→ Records supplied:
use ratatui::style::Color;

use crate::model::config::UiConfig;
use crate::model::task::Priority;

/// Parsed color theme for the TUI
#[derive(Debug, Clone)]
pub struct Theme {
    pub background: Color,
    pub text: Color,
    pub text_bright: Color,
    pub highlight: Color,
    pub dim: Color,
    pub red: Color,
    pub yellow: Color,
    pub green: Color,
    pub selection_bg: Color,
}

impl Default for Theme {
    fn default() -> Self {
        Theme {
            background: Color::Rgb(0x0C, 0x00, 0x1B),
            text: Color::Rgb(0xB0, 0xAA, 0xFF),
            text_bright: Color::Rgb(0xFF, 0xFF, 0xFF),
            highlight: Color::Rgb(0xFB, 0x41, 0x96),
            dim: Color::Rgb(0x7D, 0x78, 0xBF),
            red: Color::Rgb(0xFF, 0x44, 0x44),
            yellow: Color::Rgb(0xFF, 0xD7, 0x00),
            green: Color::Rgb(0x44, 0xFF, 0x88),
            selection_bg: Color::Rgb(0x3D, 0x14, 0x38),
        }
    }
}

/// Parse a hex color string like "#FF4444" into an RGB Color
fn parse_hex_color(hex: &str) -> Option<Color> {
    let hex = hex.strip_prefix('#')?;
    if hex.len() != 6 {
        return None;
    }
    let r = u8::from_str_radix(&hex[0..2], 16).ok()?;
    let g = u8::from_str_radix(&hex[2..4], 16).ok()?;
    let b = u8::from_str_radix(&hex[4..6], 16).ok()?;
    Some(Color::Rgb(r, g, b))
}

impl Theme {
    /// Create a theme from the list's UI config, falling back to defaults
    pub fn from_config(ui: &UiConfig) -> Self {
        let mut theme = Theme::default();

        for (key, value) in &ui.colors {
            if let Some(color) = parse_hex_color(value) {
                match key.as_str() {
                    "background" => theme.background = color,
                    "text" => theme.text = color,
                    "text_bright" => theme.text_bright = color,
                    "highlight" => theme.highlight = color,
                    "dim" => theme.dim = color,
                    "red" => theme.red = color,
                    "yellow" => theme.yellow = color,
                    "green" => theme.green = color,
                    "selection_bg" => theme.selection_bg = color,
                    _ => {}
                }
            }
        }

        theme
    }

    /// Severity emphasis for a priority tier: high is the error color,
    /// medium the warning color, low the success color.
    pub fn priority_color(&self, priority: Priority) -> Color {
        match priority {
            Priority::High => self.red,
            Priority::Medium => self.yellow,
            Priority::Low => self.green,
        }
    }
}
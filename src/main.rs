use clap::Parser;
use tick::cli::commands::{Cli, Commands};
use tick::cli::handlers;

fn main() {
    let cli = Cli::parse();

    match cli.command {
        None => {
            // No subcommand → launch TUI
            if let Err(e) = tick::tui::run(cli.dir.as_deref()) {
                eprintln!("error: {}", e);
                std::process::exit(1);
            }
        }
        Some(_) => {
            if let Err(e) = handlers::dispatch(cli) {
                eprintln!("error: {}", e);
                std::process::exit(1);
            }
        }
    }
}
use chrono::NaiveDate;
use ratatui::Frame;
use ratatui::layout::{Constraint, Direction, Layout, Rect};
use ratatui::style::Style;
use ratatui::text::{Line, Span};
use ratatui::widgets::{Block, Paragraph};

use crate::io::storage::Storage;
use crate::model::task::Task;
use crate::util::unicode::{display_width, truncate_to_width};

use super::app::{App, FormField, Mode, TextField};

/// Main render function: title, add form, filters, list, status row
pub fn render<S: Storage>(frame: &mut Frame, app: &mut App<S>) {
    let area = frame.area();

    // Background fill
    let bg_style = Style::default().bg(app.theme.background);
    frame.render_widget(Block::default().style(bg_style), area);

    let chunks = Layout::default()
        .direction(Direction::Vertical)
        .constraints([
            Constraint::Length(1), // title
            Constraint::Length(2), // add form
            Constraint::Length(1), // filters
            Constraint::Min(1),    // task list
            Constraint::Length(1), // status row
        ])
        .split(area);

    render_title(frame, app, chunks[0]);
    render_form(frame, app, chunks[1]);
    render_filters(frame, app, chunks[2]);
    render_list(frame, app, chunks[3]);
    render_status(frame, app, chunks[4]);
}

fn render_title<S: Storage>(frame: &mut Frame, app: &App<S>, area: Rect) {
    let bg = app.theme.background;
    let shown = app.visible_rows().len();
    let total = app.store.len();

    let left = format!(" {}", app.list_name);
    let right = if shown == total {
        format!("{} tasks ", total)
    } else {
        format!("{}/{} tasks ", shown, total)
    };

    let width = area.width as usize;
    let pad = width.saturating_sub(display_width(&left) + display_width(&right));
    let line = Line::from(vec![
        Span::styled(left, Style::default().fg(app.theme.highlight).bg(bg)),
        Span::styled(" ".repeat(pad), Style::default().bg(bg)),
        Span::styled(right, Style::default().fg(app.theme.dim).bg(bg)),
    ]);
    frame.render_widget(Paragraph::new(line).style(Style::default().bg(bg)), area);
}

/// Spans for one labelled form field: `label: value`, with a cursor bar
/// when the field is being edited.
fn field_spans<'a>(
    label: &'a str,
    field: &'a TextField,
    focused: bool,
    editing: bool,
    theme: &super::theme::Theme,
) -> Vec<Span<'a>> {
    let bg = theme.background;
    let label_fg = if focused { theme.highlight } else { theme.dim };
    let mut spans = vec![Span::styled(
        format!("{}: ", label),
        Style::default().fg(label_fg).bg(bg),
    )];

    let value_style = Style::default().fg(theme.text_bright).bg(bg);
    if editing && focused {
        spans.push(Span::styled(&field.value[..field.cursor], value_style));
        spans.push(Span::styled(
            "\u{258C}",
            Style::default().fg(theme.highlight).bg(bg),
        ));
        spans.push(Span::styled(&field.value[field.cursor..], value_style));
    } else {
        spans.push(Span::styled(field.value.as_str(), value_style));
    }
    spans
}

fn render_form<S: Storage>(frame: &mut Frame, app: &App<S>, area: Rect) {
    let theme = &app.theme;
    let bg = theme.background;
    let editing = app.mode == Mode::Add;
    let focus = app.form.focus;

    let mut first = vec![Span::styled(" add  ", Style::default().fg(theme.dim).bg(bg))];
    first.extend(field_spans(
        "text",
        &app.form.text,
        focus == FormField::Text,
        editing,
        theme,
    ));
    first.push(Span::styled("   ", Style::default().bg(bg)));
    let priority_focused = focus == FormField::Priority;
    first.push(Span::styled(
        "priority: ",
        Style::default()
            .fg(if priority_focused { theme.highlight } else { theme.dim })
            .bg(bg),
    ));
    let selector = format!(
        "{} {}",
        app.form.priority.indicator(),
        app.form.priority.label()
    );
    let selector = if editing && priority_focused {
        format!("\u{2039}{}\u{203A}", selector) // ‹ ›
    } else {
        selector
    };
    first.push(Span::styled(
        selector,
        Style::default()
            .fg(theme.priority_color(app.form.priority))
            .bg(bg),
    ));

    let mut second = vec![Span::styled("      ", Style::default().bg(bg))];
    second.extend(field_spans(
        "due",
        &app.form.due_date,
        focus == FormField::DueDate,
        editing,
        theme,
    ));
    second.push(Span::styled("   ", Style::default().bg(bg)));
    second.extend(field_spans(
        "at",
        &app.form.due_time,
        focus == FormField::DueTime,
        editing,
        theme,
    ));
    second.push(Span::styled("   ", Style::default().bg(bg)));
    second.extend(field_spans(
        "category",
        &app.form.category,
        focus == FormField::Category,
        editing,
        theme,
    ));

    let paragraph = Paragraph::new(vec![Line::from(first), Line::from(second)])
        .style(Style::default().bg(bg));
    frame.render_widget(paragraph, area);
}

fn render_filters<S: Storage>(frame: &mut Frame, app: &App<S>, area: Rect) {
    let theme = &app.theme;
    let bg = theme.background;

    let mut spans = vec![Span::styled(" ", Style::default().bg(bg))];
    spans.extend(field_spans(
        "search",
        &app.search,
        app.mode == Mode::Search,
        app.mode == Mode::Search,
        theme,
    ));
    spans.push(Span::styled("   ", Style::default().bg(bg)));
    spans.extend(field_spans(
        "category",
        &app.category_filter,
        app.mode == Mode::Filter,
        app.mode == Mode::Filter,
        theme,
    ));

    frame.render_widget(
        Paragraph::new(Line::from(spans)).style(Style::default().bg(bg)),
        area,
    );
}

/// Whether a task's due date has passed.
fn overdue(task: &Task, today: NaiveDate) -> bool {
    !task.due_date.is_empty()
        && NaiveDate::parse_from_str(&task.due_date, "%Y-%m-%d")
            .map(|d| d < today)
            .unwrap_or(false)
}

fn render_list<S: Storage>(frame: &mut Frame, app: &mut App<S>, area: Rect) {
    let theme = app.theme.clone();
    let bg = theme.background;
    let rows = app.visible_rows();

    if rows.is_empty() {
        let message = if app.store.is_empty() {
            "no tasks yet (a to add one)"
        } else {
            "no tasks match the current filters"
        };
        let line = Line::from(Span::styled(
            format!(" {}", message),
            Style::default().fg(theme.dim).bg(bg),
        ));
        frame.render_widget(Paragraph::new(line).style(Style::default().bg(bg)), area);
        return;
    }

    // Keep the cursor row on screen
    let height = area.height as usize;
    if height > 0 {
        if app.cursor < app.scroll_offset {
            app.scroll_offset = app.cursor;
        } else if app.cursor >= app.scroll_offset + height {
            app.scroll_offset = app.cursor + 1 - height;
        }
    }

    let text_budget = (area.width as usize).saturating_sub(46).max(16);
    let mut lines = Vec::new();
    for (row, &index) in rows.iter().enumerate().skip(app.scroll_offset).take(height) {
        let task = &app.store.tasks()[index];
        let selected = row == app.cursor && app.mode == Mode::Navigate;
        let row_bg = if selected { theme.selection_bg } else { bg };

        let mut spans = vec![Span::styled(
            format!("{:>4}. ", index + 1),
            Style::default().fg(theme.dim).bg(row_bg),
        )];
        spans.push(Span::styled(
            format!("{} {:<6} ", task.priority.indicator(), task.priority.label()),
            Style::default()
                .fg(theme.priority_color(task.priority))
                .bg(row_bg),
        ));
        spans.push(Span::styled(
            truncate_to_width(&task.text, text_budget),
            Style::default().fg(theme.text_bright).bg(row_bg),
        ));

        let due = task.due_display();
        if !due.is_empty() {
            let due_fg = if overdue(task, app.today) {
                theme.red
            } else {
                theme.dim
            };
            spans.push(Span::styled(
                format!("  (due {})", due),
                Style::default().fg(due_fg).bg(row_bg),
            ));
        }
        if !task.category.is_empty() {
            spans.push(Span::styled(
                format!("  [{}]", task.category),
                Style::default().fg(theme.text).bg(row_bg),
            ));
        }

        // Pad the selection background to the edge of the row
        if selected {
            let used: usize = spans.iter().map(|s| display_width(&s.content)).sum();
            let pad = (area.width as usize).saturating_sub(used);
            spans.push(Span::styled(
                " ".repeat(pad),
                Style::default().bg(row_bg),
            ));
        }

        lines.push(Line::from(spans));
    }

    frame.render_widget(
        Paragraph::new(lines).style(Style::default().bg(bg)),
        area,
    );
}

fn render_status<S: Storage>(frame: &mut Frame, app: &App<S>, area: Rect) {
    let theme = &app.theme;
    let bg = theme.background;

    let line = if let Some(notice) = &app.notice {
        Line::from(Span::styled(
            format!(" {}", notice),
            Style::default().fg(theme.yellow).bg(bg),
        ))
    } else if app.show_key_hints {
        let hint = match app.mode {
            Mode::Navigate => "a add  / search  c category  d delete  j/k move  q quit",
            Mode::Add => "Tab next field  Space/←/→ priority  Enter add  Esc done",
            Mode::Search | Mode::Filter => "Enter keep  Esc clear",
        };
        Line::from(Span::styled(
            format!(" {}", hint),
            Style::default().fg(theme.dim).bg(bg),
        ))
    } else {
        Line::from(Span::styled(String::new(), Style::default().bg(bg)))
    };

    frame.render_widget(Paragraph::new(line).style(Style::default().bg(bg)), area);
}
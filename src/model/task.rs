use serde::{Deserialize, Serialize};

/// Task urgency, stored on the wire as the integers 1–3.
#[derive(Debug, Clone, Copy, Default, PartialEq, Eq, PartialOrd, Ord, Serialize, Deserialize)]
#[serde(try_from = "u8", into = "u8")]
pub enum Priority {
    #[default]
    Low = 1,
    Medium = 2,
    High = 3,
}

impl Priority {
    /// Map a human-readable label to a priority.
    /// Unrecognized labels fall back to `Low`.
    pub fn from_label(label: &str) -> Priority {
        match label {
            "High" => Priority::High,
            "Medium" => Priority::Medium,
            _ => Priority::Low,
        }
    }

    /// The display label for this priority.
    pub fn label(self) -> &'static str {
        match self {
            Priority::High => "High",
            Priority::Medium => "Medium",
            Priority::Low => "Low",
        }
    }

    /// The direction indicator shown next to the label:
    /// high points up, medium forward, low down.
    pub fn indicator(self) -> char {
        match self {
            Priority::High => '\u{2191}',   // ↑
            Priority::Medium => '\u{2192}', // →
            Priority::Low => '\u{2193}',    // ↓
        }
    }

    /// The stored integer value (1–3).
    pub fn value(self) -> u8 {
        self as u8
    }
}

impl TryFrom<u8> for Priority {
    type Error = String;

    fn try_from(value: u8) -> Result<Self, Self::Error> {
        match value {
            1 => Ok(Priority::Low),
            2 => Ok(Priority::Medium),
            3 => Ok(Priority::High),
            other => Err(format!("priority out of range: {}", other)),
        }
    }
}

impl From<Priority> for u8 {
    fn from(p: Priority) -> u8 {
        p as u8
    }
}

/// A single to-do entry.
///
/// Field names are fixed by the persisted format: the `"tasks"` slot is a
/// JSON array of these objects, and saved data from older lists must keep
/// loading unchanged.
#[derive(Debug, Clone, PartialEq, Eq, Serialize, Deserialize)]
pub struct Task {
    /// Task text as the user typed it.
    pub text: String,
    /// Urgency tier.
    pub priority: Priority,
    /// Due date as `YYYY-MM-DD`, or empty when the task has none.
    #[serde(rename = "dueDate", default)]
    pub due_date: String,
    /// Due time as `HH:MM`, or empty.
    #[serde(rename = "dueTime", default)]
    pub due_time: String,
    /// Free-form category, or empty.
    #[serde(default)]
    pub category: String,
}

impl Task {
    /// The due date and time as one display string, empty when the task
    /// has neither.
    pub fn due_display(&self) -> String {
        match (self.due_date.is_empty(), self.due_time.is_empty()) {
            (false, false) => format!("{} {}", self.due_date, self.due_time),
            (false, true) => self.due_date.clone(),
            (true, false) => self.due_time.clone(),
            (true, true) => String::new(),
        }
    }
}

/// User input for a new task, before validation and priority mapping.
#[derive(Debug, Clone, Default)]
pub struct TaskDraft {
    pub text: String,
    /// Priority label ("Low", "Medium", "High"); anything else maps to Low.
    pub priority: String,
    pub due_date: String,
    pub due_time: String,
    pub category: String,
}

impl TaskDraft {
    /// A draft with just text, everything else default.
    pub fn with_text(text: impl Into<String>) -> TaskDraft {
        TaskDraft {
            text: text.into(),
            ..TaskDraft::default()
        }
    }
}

→ Problem to work on: Using the records above, copy word for word the line with "Constraint::Length(1), // filters", the line with "fn render_title<S: Storage>(frame: &mut", and every line between them.

→ Answer:
            Constraint::Length(1), // filters
            Constraint::Min(1),    // task list
            Constraint::Length(1), // status row
        ])
        .split(area);

    render_title(frame, app, chunks[0]);
    render_form(frame, app, chunks[1]);
    render_filters(frame, app, chunks[2]);
    render_list(frame, app, chunks[3]);
    render_status(frame, app, chunks[4]);
}

fn render_title<S: Storage>(frame: &mut Frame, app: &App<S>, area: Rect) {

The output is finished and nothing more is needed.